[Items from a dataset]

:::::

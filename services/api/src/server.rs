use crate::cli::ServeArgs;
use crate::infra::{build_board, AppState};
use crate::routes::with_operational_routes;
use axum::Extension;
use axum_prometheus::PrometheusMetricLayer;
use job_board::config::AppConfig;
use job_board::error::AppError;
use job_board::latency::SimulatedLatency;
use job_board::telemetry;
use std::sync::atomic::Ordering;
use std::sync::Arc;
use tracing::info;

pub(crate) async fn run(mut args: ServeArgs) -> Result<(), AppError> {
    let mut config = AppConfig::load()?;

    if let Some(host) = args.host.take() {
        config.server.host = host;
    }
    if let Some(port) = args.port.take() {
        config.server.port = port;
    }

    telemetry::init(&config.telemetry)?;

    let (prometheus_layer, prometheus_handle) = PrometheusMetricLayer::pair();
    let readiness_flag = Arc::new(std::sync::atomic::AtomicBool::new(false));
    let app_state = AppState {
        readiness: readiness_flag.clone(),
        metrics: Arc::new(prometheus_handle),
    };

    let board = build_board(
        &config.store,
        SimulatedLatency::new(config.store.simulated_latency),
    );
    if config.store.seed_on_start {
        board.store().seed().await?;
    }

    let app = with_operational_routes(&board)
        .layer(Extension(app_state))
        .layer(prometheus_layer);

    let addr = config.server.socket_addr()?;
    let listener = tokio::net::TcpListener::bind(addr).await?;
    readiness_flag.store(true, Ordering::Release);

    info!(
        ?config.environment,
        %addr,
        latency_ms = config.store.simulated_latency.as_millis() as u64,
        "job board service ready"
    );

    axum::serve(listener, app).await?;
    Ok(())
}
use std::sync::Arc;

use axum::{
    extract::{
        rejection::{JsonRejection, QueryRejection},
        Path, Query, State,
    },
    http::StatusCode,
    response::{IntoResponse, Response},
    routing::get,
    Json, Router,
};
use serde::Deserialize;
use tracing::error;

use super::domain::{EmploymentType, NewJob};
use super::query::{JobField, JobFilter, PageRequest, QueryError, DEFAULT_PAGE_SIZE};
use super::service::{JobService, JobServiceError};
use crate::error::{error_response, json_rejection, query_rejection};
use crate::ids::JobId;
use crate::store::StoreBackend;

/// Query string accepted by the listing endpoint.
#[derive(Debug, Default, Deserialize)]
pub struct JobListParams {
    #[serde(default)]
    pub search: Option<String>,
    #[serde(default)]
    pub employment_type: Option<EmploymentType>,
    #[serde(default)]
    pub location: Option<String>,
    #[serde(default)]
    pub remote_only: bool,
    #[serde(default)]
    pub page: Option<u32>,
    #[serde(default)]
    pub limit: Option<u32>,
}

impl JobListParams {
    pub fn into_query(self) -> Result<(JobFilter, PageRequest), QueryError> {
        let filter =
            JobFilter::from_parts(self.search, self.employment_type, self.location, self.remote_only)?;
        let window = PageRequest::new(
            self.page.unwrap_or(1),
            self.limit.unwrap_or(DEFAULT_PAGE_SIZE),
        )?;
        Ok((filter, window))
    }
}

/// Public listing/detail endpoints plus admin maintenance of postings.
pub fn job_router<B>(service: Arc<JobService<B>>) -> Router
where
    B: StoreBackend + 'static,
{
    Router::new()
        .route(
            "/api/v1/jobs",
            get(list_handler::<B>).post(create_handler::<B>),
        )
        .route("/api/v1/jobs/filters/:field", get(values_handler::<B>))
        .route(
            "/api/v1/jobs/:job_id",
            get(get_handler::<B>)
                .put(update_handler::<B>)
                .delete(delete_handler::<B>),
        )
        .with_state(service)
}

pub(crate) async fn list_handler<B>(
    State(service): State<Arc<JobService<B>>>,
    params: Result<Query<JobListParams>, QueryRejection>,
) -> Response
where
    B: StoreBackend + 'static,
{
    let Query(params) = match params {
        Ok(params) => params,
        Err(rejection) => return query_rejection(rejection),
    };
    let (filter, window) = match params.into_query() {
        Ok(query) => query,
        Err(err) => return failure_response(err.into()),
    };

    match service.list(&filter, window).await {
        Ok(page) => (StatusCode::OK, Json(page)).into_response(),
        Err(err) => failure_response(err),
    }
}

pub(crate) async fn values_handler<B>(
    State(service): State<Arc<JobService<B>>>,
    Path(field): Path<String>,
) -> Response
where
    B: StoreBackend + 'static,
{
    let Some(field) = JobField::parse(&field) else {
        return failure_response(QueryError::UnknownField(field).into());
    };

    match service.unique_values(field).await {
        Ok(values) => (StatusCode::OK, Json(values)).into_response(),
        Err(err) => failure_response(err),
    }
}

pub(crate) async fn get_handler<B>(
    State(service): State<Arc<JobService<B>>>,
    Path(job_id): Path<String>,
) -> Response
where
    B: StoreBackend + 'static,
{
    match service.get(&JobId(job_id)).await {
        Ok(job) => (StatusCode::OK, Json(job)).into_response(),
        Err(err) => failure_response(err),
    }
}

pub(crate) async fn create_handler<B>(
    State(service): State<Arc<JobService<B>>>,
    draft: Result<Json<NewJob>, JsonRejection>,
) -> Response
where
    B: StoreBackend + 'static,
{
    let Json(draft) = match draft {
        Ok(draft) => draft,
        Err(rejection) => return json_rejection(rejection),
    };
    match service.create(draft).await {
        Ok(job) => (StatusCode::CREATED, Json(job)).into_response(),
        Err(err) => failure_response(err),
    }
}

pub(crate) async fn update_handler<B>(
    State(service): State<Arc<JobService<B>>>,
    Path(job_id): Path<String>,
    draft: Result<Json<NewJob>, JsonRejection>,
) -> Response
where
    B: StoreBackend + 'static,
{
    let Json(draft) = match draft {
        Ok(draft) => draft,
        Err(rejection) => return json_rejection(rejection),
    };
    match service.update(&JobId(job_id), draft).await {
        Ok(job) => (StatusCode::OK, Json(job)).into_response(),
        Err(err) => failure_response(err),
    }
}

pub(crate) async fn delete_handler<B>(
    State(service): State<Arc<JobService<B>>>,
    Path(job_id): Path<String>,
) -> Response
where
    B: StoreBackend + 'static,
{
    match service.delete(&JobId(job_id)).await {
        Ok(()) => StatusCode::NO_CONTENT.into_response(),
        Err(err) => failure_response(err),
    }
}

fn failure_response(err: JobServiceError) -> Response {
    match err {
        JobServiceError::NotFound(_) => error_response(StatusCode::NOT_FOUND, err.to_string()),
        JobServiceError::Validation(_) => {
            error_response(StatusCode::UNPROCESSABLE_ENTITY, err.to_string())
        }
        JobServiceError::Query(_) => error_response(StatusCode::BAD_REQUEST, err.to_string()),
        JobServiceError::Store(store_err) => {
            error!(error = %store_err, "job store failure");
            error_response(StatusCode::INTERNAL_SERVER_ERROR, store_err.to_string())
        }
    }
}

:::::

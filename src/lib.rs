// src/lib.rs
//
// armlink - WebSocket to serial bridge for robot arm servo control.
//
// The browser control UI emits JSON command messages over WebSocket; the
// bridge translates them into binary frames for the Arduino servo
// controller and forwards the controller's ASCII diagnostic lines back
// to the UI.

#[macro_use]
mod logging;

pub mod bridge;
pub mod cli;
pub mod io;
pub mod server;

:::::

• [Exercise details]: Write down every line of the data above that includes the string "JobFilter".

• [Written response]:
use super::query::{JobField, JobFilter, PageRequest, QueryError, DEFAULT_PAGE_SIZE};
    pub fn into_query(self) -> Result<(JobFilter, PageRequest), QueryError> {
            JobFilter::from_parts(self.search, self.employment_type, self.location, self.remote_only)?;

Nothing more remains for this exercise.